Collected data –
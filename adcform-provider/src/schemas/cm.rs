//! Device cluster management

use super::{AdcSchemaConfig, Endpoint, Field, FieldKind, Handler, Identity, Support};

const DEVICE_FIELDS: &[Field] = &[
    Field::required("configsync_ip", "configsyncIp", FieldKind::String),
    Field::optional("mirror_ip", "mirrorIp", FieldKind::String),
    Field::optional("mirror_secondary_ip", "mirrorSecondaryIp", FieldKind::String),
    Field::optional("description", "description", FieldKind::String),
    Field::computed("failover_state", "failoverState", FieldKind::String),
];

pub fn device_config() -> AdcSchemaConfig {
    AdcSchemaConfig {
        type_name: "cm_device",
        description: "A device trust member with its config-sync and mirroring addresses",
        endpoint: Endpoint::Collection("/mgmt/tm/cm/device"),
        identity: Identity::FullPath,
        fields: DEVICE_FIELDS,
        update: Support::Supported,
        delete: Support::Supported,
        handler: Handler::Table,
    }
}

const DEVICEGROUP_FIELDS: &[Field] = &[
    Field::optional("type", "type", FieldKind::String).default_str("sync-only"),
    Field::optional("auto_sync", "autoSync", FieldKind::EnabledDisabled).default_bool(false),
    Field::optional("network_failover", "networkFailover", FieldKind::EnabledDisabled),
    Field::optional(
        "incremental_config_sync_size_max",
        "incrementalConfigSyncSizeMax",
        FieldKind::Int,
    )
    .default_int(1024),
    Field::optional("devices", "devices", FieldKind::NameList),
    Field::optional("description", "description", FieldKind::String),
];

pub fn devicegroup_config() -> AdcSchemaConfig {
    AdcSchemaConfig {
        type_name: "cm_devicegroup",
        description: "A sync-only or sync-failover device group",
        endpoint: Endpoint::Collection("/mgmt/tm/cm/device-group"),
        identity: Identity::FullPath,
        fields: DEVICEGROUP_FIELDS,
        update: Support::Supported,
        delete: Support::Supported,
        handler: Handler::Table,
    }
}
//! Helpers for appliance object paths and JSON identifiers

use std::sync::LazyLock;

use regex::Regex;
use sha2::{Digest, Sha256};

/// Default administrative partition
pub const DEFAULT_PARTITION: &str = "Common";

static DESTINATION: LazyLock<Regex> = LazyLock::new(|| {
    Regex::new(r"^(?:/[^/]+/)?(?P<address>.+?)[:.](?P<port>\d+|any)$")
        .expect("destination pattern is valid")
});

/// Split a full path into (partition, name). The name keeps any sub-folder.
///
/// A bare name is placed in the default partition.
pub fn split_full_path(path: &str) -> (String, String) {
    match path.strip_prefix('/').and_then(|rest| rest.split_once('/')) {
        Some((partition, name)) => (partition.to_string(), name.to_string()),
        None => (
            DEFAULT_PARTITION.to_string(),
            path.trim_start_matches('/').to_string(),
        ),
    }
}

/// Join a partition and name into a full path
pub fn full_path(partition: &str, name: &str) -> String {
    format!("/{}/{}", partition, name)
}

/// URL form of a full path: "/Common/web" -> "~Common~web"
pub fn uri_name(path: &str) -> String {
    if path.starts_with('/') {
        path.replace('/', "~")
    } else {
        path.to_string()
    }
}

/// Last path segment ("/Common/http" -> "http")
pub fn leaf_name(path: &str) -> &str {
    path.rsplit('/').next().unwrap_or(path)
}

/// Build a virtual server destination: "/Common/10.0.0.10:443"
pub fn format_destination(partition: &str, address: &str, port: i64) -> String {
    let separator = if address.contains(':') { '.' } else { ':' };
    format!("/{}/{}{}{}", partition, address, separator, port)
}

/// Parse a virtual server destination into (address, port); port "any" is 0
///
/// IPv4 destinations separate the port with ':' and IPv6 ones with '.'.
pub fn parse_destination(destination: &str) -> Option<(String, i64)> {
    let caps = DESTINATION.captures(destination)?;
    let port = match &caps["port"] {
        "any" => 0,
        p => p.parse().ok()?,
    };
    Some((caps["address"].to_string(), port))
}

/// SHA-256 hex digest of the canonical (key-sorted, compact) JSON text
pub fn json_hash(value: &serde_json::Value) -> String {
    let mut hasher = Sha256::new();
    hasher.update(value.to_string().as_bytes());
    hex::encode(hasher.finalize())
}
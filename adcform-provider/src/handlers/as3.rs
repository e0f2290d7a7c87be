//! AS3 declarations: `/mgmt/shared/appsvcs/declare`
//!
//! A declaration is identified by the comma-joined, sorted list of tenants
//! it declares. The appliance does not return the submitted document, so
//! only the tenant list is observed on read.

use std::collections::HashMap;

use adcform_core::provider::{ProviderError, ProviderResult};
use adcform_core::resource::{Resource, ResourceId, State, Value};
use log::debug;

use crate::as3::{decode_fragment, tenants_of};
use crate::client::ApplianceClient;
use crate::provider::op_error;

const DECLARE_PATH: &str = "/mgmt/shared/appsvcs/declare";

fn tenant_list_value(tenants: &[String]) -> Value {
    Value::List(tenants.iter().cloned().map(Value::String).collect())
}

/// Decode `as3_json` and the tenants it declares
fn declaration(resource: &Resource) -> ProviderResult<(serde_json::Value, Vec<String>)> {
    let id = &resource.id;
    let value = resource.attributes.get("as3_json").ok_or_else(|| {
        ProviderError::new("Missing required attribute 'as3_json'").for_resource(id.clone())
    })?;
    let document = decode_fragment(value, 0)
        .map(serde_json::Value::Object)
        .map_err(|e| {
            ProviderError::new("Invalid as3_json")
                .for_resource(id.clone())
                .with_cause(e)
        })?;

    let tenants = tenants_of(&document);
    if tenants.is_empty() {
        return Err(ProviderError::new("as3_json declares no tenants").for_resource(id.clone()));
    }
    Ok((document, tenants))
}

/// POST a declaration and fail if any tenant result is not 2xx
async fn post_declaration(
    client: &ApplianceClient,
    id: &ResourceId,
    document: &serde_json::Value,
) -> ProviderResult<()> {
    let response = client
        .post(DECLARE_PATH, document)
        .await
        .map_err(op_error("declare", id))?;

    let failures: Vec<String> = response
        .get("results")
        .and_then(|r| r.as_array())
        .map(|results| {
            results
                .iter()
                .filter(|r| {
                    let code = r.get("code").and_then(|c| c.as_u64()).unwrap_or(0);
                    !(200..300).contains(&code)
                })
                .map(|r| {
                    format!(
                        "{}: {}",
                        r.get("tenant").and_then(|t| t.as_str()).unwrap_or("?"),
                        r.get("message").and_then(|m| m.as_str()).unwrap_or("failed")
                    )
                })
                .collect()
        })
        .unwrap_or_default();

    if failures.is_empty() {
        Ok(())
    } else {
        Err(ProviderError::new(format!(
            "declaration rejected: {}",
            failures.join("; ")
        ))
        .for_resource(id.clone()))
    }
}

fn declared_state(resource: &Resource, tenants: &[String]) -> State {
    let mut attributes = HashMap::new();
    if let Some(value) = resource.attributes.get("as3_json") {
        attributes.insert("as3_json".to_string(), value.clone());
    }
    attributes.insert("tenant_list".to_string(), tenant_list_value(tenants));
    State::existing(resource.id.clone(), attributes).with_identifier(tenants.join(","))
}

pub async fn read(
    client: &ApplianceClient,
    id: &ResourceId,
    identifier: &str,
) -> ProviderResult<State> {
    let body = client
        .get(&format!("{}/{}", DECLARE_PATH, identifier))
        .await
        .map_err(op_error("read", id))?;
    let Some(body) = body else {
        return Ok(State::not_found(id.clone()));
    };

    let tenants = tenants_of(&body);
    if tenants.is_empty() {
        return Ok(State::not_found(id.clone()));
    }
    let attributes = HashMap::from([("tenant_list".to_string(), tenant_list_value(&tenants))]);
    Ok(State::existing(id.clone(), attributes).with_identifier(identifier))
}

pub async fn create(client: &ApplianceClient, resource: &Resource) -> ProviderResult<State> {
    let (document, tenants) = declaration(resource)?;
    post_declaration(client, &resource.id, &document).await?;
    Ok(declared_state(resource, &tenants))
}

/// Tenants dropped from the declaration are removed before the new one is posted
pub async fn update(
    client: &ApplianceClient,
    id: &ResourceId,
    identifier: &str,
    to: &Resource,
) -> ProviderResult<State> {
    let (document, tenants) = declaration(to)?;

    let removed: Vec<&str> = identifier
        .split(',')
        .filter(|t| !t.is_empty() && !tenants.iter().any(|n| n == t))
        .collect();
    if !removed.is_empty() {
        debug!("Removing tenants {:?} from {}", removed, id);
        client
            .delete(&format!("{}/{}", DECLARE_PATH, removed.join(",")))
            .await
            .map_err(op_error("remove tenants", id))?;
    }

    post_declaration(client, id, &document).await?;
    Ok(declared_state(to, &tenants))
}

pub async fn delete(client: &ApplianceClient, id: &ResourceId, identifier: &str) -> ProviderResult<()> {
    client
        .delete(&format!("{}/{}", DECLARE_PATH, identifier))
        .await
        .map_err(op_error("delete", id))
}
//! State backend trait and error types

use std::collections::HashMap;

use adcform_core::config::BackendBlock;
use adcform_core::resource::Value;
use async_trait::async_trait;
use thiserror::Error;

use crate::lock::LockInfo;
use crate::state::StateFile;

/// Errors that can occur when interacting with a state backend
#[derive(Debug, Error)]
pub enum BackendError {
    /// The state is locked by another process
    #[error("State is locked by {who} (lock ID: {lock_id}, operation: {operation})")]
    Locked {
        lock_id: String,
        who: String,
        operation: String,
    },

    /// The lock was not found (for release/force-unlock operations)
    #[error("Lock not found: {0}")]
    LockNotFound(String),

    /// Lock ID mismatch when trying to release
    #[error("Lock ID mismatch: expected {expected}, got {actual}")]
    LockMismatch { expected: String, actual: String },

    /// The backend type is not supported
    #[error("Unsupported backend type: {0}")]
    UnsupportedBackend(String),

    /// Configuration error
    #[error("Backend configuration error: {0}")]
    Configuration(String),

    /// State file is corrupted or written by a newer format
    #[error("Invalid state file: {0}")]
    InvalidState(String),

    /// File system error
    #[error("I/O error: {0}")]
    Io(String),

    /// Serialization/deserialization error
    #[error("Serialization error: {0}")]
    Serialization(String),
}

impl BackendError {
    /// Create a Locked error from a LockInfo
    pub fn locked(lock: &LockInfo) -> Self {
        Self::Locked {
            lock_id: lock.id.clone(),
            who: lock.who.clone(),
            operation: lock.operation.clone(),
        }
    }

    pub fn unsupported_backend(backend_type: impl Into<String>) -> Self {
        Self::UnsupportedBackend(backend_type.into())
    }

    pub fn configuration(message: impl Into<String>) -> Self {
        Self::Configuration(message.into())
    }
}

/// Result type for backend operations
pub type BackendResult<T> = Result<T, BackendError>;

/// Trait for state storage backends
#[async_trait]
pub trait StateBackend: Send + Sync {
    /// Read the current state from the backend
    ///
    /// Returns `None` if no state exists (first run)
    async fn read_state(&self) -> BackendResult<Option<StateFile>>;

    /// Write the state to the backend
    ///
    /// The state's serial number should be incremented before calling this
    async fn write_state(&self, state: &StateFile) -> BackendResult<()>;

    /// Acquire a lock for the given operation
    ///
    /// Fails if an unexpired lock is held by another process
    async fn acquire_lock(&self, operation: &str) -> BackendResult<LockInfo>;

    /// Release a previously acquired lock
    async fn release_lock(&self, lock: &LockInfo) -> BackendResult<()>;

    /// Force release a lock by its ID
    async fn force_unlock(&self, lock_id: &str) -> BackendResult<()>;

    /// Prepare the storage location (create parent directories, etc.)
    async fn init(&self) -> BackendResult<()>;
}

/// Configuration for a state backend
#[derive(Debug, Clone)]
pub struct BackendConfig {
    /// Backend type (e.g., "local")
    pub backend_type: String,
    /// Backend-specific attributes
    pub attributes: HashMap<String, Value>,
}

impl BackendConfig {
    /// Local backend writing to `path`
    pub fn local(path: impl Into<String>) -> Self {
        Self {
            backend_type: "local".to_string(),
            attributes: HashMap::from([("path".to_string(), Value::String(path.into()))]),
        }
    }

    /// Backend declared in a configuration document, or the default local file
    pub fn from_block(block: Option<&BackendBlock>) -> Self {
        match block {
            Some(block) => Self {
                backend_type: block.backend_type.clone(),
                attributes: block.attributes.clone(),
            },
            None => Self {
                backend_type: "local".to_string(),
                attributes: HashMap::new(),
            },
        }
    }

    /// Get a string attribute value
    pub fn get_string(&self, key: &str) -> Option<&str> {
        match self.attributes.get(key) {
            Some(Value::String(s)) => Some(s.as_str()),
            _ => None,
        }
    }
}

What you have to do – The expected result is every line above containing the string "existing".

Reply to the exercise –
    State::existing(resource.id.clone(), attributes).with_identifier(tenants.join(","))
    Ok(State::existing(id.clone(), attributes).with_identifier(identifier))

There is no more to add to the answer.